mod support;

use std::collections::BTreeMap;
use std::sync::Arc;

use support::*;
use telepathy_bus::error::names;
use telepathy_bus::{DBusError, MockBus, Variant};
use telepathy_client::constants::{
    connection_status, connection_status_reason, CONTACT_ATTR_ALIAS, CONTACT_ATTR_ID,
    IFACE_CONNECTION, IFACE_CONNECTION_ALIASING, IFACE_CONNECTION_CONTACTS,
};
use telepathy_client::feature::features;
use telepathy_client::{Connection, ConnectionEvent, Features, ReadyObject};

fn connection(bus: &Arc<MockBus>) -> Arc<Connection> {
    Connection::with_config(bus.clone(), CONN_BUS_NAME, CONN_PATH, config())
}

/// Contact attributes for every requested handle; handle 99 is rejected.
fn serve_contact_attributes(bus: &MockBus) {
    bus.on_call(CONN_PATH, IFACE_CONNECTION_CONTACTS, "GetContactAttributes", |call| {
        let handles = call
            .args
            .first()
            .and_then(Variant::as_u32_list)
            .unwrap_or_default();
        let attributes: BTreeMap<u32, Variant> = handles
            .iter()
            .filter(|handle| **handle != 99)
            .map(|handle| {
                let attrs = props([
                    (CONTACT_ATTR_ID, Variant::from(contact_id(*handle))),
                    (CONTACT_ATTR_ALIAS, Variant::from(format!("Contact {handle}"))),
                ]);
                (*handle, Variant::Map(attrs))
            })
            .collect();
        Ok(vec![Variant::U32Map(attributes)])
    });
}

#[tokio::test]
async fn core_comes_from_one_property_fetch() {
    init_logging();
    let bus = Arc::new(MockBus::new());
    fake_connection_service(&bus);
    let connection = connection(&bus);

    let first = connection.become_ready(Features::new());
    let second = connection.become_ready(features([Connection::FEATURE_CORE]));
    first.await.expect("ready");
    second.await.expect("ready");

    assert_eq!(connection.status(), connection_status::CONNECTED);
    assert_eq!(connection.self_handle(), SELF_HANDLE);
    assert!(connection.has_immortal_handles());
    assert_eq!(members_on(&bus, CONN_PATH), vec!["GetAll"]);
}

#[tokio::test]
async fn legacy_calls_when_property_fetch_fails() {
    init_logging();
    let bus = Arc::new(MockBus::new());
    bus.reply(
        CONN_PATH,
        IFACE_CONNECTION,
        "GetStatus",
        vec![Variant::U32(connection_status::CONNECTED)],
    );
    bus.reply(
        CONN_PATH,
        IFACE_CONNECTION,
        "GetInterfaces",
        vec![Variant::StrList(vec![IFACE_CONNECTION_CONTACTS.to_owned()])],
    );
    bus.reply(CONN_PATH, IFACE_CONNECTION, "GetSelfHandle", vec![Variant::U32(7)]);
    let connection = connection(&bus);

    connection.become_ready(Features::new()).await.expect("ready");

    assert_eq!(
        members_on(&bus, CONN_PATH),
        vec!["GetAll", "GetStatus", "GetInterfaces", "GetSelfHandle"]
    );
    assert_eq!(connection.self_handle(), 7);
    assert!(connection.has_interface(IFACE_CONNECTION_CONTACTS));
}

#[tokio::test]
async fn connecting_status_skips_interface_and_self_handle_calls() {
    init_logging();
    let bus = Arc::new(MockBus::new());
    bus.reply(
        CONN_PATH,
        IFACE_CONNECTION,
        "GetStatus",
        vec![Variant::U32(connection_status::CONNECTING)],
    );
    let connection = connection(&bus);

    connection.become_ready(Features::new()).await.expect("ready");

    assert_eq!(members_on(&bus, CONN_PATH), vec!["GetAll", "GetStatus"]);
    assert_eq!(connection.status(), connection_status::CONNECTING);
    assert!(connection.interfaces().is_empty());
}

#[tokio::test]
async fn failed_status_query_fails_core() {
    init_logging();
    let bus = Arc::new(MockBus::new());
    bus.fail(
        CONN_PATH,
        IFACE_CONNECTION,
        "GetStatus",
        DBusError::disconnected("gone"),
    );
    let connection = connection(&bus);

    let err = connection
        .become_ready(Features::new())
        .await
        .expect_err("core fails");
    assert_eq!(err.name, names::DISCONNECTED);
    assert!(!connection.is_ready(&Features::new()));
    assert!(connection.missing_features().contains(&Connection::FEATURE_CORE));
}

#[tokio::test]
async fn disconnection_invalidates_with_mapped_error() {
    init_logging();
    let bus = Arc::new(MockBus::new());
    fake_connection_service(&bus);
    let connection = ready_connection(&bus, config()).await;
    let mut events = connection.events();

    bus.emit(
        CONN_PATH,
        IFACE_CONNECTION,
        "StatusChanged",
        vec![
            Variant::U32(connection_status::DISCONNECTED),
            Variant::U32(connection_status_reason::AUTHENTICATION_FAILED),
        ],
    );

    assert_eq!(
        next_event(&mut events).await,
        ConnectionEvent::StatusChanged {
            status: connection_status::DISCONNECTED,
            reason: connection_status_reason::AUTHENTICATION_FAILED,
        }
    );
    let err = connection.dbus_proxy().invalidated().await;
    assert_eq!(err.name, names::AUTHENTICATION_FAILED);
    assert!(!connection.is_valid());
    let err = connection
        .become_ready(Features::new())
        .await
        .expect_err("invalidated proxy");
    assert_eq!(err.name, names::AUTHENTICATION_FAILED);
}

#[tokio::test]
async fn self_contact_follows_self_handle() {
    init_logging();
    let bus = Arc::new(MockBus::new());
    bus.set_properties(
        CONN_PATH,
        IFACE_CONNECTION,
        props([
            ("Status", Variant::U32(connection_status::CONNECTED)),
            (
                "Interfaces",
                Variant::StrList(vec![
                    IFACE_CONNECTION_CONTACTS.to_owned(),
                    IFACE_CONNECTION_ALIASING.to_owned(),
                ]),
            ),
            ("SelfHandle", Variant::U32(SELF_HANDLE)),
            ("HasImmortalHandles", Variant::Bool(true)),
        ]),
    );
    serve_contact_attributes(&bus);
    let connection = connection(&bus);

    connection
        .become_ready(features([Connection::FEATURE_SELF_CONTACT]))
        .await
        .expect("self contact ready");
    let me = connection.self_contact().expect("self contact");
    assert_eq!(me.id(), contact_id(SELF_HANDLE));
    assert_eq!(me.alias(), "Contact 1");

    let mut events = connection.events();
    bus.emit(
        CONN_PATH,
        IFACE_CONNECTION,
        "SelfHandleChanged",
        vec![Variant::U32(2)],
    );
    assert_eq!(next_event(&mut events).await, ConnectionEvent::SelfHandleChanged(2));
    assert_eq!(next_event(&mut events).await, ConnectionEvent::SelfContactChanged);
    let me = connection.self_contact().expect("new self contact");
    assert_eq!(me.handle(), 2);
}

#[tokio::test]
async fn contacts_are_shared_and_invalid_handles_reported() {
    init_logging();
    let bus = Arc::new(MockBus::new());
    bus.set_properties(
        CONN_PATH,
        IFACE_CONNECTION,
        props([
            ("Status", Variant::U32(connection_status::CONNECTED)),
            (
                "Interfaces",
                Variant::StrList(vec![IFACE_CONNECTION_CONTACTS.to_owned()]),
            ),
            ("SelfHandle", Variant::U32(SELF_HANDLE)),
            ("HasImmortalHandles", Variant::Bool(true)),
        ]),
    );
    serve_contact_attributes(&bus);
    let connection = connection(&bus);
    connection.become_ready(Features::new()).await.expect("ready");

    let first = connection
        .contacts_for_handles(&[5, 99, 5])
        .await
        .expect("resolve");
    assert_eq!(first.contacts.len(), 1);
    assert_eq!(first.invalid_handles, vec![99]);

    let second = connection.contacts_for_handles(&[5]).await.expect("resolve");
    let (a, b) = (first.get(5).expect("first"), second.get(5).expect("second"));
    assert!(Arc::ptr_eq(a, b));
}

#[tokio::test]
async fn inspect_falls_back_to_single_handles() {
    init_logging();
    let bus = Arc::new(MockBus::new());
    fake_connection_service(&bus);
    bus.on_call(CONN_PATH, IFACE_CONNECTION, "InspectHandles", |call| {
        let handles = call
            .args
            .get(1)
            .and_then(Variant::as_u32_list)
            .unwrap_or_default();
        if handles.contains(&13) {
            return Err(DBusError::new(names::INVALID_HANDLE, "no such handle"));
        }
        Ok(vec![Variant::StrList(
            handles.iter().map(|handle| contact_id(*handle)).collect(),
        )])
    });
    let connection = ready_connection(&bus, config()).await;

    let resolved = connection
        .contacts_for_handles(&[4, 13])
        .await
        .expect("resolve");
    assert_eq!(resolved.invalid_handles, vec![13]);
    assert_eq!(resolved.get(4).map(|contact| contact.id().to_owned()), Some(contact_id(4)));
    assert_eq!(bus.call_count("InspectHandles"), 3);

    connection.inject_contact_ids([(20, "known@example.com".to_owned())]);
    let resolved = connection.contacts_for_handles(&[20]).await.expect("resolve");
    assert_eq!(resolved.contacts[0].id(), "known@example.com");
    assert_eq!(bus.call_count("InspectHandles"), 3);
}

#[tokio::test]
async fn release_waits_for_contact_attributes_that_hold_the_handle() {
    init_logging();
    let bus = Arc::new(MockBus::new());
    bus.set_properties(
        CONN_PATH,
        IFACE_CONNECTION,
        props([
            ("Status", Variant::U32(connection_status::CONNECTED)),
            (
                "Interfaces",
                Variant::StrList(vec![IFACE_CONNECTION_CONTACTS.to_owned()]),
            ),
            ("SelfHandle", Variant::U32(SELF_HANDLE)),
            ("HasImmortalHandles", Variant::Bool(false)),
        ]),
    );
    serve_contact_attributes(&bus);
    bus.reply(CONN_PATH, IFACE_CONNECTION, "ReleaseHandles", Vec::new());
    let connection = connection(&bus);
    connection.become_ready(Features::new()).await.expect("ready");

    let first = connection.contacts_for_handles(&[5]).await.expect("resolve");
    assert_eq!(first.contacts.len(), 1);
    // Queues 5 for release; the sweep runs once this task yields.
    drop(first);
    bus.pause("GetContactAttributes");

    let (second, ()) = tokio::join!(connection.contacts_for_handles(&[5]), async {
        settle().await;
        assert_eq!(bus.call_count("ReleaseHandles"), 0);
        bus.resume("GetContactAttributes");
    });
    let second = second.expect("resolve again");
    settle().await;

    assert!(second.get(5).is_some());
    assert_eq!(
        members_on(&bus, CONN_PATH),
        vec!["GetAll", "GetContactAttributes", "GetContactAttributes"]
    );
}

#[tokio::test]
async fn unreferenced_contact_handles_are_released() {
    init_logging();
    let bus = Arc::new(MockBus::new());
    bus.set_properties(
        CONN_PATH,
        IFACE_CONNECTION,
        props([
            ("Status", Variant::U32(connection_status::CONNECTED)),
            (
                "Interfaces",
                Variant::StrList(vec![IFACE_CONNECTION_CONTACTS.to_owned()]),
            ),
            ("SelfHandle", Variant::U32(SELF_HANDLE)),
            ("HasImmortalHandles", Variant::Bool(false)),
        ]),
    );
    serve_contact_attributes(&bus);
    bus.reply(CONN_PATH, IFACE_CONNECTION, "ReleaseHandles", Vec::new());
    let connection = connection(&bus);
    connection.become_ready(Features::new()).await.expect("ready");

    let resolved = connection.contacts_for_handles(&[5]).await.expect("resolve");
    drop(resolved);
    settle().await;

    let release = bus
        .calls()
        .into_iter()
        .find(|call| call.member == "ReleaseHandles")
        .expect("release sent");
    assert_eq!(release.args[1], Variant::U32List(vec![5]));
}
---
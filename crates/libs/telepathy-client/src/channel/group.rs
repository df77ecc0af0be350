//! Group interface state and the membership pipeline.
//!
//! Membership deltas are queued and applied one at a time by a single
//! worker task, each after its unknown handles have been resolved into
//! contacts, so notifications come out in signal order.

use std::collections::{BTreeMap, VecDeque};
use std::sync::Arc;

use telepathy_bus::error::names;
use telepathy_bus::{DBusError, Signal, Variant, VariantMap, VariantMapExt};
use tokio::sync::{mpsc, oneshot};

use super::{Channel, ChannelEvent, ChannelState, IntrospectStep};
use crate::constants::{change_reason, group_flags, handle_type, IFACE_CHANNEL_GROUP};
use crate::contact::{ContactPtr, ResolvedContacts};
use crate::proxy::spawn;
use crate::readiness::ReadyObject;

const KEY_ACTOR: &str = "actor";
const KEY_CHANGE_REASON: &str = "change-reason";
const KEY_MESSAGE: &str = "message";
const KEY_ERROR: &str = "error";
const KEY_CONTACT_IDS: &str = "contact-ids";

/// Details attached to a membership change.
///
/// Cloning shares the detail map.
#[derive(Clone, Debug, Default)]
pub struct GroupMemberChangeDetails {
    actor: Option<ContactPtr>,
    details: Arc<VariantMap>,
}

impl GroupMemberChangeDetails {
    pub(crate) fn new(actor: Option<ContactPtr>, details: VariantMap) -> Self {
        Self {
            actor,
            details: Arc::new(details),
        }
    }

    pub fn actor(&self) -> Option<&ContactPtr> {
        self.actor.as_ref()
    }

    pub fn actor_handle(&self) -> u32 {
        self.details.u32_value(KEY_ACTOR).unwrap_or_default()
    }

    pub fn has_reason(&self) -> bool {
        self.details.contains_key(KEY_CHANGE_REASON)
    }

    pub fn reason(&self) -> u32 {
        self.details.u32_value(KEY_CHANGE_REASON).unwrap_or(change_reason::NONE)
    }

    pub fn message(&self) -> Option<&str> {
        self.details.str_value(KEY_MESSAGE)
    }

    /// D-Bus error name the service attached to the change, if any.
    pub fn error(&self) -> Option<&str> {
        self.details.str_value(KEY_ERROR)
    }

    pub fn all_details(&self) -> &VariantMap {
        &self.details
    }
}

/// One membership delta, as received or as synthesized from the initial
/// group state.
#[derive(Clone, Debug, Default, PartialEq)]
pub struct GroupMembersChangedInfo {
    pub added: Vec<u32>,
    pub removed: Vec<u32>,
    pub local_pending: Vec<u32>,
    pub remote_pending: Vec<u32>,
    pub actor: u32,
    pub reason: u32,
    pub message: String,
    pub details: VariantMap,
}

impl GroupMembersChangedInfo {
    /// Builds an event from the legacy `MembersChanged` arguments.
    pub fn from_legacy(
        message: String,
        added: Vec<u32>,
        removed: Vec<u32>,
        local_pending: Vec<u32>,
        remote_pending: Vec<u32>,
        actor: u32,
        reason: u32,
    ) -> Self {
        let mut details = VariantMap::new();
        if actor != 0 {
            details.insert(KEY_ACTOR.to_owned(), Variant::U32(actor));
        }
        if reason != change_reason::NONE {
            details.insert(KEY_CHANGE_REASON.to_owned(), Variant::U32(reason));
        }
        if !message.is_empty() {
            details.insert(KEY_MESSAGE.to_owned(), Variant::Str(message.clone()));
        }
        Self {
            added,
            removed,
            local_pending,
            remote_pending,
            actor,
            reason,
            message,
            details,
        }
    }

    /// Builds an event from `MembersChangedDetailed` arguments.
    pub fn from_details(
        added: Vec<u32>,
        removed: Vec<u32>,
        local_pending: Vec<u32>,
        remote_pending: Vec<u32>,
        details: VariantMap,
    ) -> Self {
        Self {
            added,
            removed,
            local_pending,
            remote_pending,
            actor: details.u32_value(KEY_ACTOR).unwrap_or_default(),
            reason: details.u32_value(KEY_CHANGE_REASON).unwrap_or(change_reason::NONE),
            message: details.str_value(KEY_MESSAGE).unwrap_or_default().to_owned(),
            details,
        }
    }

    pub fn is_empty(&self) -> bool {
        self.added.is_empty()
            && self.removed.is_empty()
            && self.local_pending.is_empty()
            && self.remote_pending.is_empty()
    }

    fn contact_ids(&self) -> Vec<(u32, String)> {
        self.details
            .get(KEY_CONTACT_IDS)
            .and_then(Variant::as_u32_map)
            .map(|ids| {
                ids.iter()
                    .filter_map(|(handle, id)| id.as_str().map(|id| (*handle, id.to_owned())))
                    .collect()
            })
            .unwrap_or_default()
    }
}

- What needs to be done -
The listing above holds a line with "mod support;" and a line with "use telepathy_client::feature::features;". Print the stretch from the first through the second, exactly and alone.

- Solution for this exercise -
mod support;

use std::collections::BTreeMap;
use std::sync::Arc;

use support::*;
use telepathy_bus::error::names;
use telepathy_bus::{DBusError, MockBus, Variant};
use telepathy_client::constants::{
    connection_status, connection_status_reason, CONTACT_ATTR_ALIAS, CONTACT_ATTR_ID,
    IFACE_CONNECTION, IFACE_CONNECTION_ALIASING, IFACE_CONNECTION_CONTACTS,
};
use telepathy_client::feature::features;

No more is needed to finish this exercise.